Input -

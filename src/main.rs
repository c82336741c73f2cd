//! gfwpass - Entry Point
//!
//! Loads configuration, resolves the subscription and supervises the local
//! proxy until Ctrl+C or SIGTERM.

use std::path::PathBuf;

use anyhow::Context;
use clap::Parser;
use tokio::signal;
use tracing::{error, info};
use tracing_subscriber::{fmt, layer::SubscriberExt, util::SubscriberInitExt, EnvFilter};

use gfwpass::config::LogConfig;
use gfwpass::shutdown::ShutdownHandle;
use gfwpass::{Config, Service};

#[derive(Parser, Debug)]
#[command(name = "gfwpass", version, about = "Keeps a working shadowsocks proxy on a local port")]
struct Args {
    /// YAML config file; environment variables are used when omitted
    #[arg(short, long, value_name = "FILE")]
    config: Option<PathBuf>,
}

#[tokio::main]
async fn main() -> anyhow::Result<()> {
    let args = Args::parse();

    // Not logged: tracing is configured from this config
    let config = Config::load(args.config.as_deref()).context("failed to load configuration")?;

    init_tracing(&config.log);

    info!("Starting gfwpass");
    info!("Configuration:\n{}", config.to_yaml());

    let service = Service::new(config)
        .await
        .inspect_err(|e| error!("Failed to start: {}", e))
        .context("failed to start")?;

    let (shutdown, shutdown_rx) = ShutdownHandle::new();
    tokio::spawn(async move {
        shutdown_signal().await;
        info!("Shutdown signal received");
        shutdown.shutdown();
    });

    service
        .run(shutdown_rx)
        .await
        .inspect_err(|e| error!("Service failed: {}", e))
        .context("service failed")?;

    info!("gfwpass stopped");
    Ok(())
}

/// Install the global subscriber; `RUST_LOG` overrides the configured level
fn init_tracing(log: &LogConfig) {
    let filter = EnvFilter::try_from_default_env()
        .unwrap_or_else(|_| EnvFilter::new(format!("gfwpass={}", log.level.to_ascii_lowercase())));

    let registry = tracing_subscriber::registry().with(filter);
    if log.format == "json" {
        registry.with(fmt::layer().json()).init();
    } else {
        registry.with(fmt::layer()).init();
    }
}

/// Wait for shutdown signal (Ctrl+C or SIGTERM)
async fn shutdown_signal() {
    let ctrl_c = async {
        if let Err(e) = signal::ctrl_c().await {
            error!("Failed to install Ctrl+C handler: {}", e);
            std::future::pending::<()>().await;
        }
    };

    #[cfg(unix)]
    let terminate = async {
        match signal::unix::signal(signal::unix::SignalKind::terminate()) {
            Ok(mut sigterm) => {
                sigterm.recv().await;
            }
            Err(e) => {
                error!("Failed to install SIGTERM handler: {}", e);
                std::future::pending::<()>().await;
            }
        }
    };

    #[cfg(not(unix))]
    let terminate = std::future::pending::<()>();

    tokio::select! {
        _ = ctrl_c => {},
        _ = terminate => {},
    }
}
use std::path::PathBuf;

use thiserror::Error;

/// Unified error type for the failover service
#[derive(Error, Debug)]
pub enum PassError {
    // Subscription errors
    #[error("Subscription fetch failed: {0}")]
    SubscriptionFetch(String),

    #[error("Base64 decode failed: {0}")]
    Decode(String),

    #[error("Invalid proxy URL: {0}")]
    InvalidCandidate(String),

    #[error("Unsupported proxy scheme: {0}")]
    UnsupportedScheme(String),

    #[error("Required executable not found: {}", .0.display())]
    MissingExecutable(PathBuf),

    // Candidate pool errors
    #[error("No server available")]
    NoCandidatesAvailable,

    // Process lifecycle errors
    #[error("Failed to spawn proxy process: {0}")]
    Spawn(String),

    // Health check errors
    #[error("Probe failed: {0}")]
    ProbeFailed(String),

    #[error("Health-check failed after {attempts} attempts")]
    HealthCheckFailed { attempts: u32 },

    #[error("Failed to build probe client: {0}")]
    ProbeClient(String),

    // Configuration errors
    #[error("Invalid configuration: {0}")]
    InvalidConfig(String),

    // Internal errors
    #[error("Internal error: {0}")]
    Internal(String),
}

/// Result type alias for gfwpass operations
pub type Result<T> = std::result::Result<T, PassError>;

impl PassError {
    /// Network hiccups that are retried on the next tick or drive a rotation
    pub fn is_transient(&self) -> bool {
        matches!(
            self,
            PassError::SubscriptionFetch(_)
                | PassError::ProbeFailed(_)
                | PassError::HealthCheckFailed { .. }
                | PassError::Spawn(_)
        )
    }

    /// Errors that terminate the service when they reach the top level
    pub fn is_fatal(&self) -> bool {
        matches!(
            self,
            PassError::NoCandidatesAvailable
                | PassError::MissingExecutable(_)
                | PassError::InvalidConfig(_)
                | PassError::ProbeClient(_)
                | PassError::Internal(_)
        )
    }

    /// Errors confined to a single candidate line; the batch carries on
    pub fn is_per_candidate(&self) -> bool {
        matches!(
            self,
            PassError::InvalidCandidate(_) | PassError::UnsupportedScheme(_) | PassError::Decode(_)
        )
    }
}

impl From<reqwest::Error> for PassError {
    fn from(err: reqwest::Error) -> Self {
        PassError::SubscriptionFetch(err.to_string())
    }
}

impl From<url::ParseError> for PassError {
    fn from(err: url::ParseError) -> Self {
        PassError::InvalidCandidate(err.to_string())
    }
}

impl From<base64::DecodeError> for PassError {
    fn from(err: base64::DecodeError) -> Self {
        PassError::Decode(err.to_string())
    }
}

impl From<serde_yaml::Error> for PassError {
    fn from(err: serde_yaml::Error) -> Self {
        PassError::InvalidConfig(err.to_string())
    }
}
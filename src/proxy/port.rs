//! Local listening port availability

use std::time::Duration;

use async_trait::async_trait;
use tokio::net::TcpListener;
use tokio::sync::watch;
use tracing::{debug, info};

use crate::shutdown::cancelled;

/// Reports whether the shared local port can be bound
#[async_trait]
pub trait PortProbe: Send + Sync {
    async fn is_free(&self, port: u16) -> bool;
}

/// Checks by binding the port on all interfaces and releasing it at once
#[derive(Debug, Default, Clone, Copy)]
pub struct TcpPortProbe;

#[async_trait]
impl PortProbe for TcpPortProbe {
    async fn is_free(&self, port: u16) -> bool {
        match TcpListener::bind(("0.0.0.0", port)).await {
            Ok(listener) => {
                drop(listener);
                true
            }
            Err(e) => {
                debug!("Port {} is busy: {}", port, e);
                false
            }
        }
    }
}

/// Poll until `port` is free.
///
/// Returns `false` if shutdown was requested before the port was released.
pub async fn wait_port_free(
    probe: &dyn PortProbe,
    port: u16,
    poll_interval: Duration,
    shutdown: &mut watch::Receiver<bool>,
) -> bool {
    info!("Waiting until port {} is free", port);

    loop {
        if probe.is_free(port).await {
            info!("Port {} is free", port);
            return true;
        }

        tokio::select! {
            _ = tokio::time::sleep(poll_interval) => {}
            _ = cancelled(shutdown) => return false,
        }
    }
}
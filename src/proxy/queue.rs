//! Ordered candidate queue shared by the orchestrator and the refresher

use std::collections::VecDeque;
use std::sync::Arc;

use parking_lot::Mutex;

use super::adapter::ProxyAdapter;

/// Candidate chosen from the head of the queue, tagged with the queue
/// generation it was taken from
#[derive(Clone)]
pub struct Selection {
    pub candidate: Arc<dyn ProxyAdapter>,
    pub generation: u64,
}

/// Ordered candidates; the head is the next one to run.
///
/// The generation increments on every wholesale replacement.
#[derive(Default)]
pub struct CandidateQueue {
    candidates: VecDeque<Arc<dyn ProxyAdapter>>,
    generation: u64,
}

impl CandidateQueue {
    pub fn new(candidates: Vec<Arc<dyn ProxyAdapter>>) -> Self {
        Self {
            candidates: candidates.into(),
            generation: 0,
        }
    }

    pub fn head(&self) -> Option<Selection> {
        self.candidates.front().map(|candidate| Selection {
            candidate: candidate.clone(),
            generation: self.generation,
        })
    }

    pub fn replace(&mut self, candidates: Vec<Arc<dyn ProxyAdapter>>) {
        self.candidates = candidates.into();
        self.generation += 1;
    }

    /// Move a failed selection to the tail.
    ///
    /// No-op (returns `false`) when the queue was replaced since the
    /// selection was made or the selection is no longer at the head.
    pub fn rotate(&mut self, failed: &Selection) -> bool {
        if failed.generation != self.generation {
            return false;
        }
        match self.candidates.front() {
            Some(head) if same_candidate(head, &failed.candidate) => {
                if let Some(head) = self.candidates.pop_front() {
                    self.candidates.push_back(head);
                }
                true
            }
            _ => false,
        }
    }

    pub fn len(&self) -> usize {
        self.candidates.len()
    }

    pub fn is_empty(&self) -> bool {
        self.candidates.is_empty()
    }

    pub fn generation(&self) -> u64 {
        self.generation
    }

    pub fn identities(&self) -> Vec<String> {
        self.candidates.iter().map(|c| c.identity()).collect()
    }
}

/// Mutex-guarded queue handle; every operation is atomic
#[derive(Clone, Default)]
pub struct SharedQueue {
    inner: Arc<Mutex<CandidateQueue>>,
}

impl SharedQueue {
    pub fn new(candidates: Vec<Arc<dyn ProxyAdapter>>) -> Self {
        Self {
            inner: Arc::new(Mutex::new(CandidateQueue::new(candidates))),
        }
    }

    pub fn head(&self) -> Option<Selection> {
        self.inner.lock().head()
    }

    pub fn replace(&self, candidates: Vec<Arc<dyn ProxyAdapter>>) {
        self.inner.lock().replace(candidates);
    }

    pub fn rotate(&self, failed: &Selection) -> bool {
        self.inner.lock().rotate(failed)
    }

    pub fn len(&self) -> usize {
        self.inner.lock().len()
    }

    pub fn is_empty(&self) -> bool {
        self.inner.lock().is_empty()
    }

    pub fn generation(&self) -> u64 {
        self.inner.lock().generation()
    }

    pub fn identities(&self) -> Vec<String> {
        self.inner.lock().identities()
    }
}

fn same_candidate(a: &Arc<dyn ProxyAdapter>, b: &Arc<dyn ProxyAdapter>) -> bool {
    std::ptr::eq(
        Arc::as_ptr(a) as *const (),
        Arc::as_ptr(b) as *const (),
    )
}

#[cfg(test)]
mod tests {
    use super::*;
    use crate::proxy::latency::tests::FixedLatency;
    use std::time::Duration;

    fn pool(names: &[&str]) -> Vec<Arc<dyn ProxyAdapter>> {
        names
            .iter()
            .map(|name| FixedLatency::new(name, Duration::from_millis(10)) as Arc<dyn ProxyAdapter>)
            .collect()
    }

    #[test]
    fn test_empty_queue_has_no_head() {
        let queue = SharedQueue::default();
        assert!(queue.head().is_none());
        assert!(queue.is_empty());
    }

    #[test]
    fn test_rotate_moves_head_to_tail() {
        let queue = SharedQueue::new(pool(&["a", "b", "c"]));

        let first = queue.head().unwrap();
        assert_eq!(first.candidate.identity(), "a");
        assert!(queue.rotate(&first));
        assert_eq!(queue.identities(), vec!["b", "c", "a"]);

        let second = queue.head().unwrap();
        assert!(queue.rotate(&second));
        assert_eq!(queue.identities(), vec!["c", "a", "b"]);
        assert_eq!(queue.len(), 3);
    }

    #[test]
    fn test_rotate_single_candidate_keeps_it() {
        let queue = SharedQueue::new(pool(&["only"]));
        let head = queue.head().unwrap();
        assert!(queue.rotate(&head));
        assert_eq!(queue.identities(), vec!["only"]);
    }

    #[test]
    fn test_rotate_after_replace_is_noop() {
        let queue = SharedQueue::new(pool(&["a", "b"]));
        let stale = queue.head().unwrap();

        queue.replace(pool(&["x", "y"]));
        assert_eq!(queue.generation(), 1);

        assert!(!queue.rotate(&stale));
        assert_eq!(queue.identities(), vec!["x", "y"]);
    }

    #[test]
    fn test_rotate_twice_only_moves_once() {
        let queue = SharedQueue::new(pool(&["a", "b", "c"]));
        let head = queue.head().unwrap();

        assert!(queue.rotate(&head));
        assert!(!queue.rotate(&head));
        assert_eq!(queue.identities(), vec!["b", "c", "a"]);
    }
}
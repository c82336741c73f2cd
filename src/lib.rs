//! gfwpass - Failover supervisor for a local shadowsocks endpoint
//!
//! Keeps one `ss-local` process serving a fixed local SOCKS port, picked
//! from a subscription feed and replaced whenever it stops answering.
//!
//! ## Features
//!
//! - Subscription feed decoding (Base64 list of `ss://` URIs)
//! - Latency ranking of candidates by TCP dial time
//! - Multi-target health checks through the local proxy
//! - Round-robin failover with port-release waiting
//! - Periodic subscription refresh

pub mod config;
pub mod error;
pub mod models;
pub mod proxy;
pub mod services;
pub mod shutdown;

pub use config::Config;
pub use error::{PassError, Result};
pub use services::Service;
pub mod candidate;

pub use candidate::*;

Task details - Determine how many lines above have the string "with" and output nothing besides the count.

Task response - 5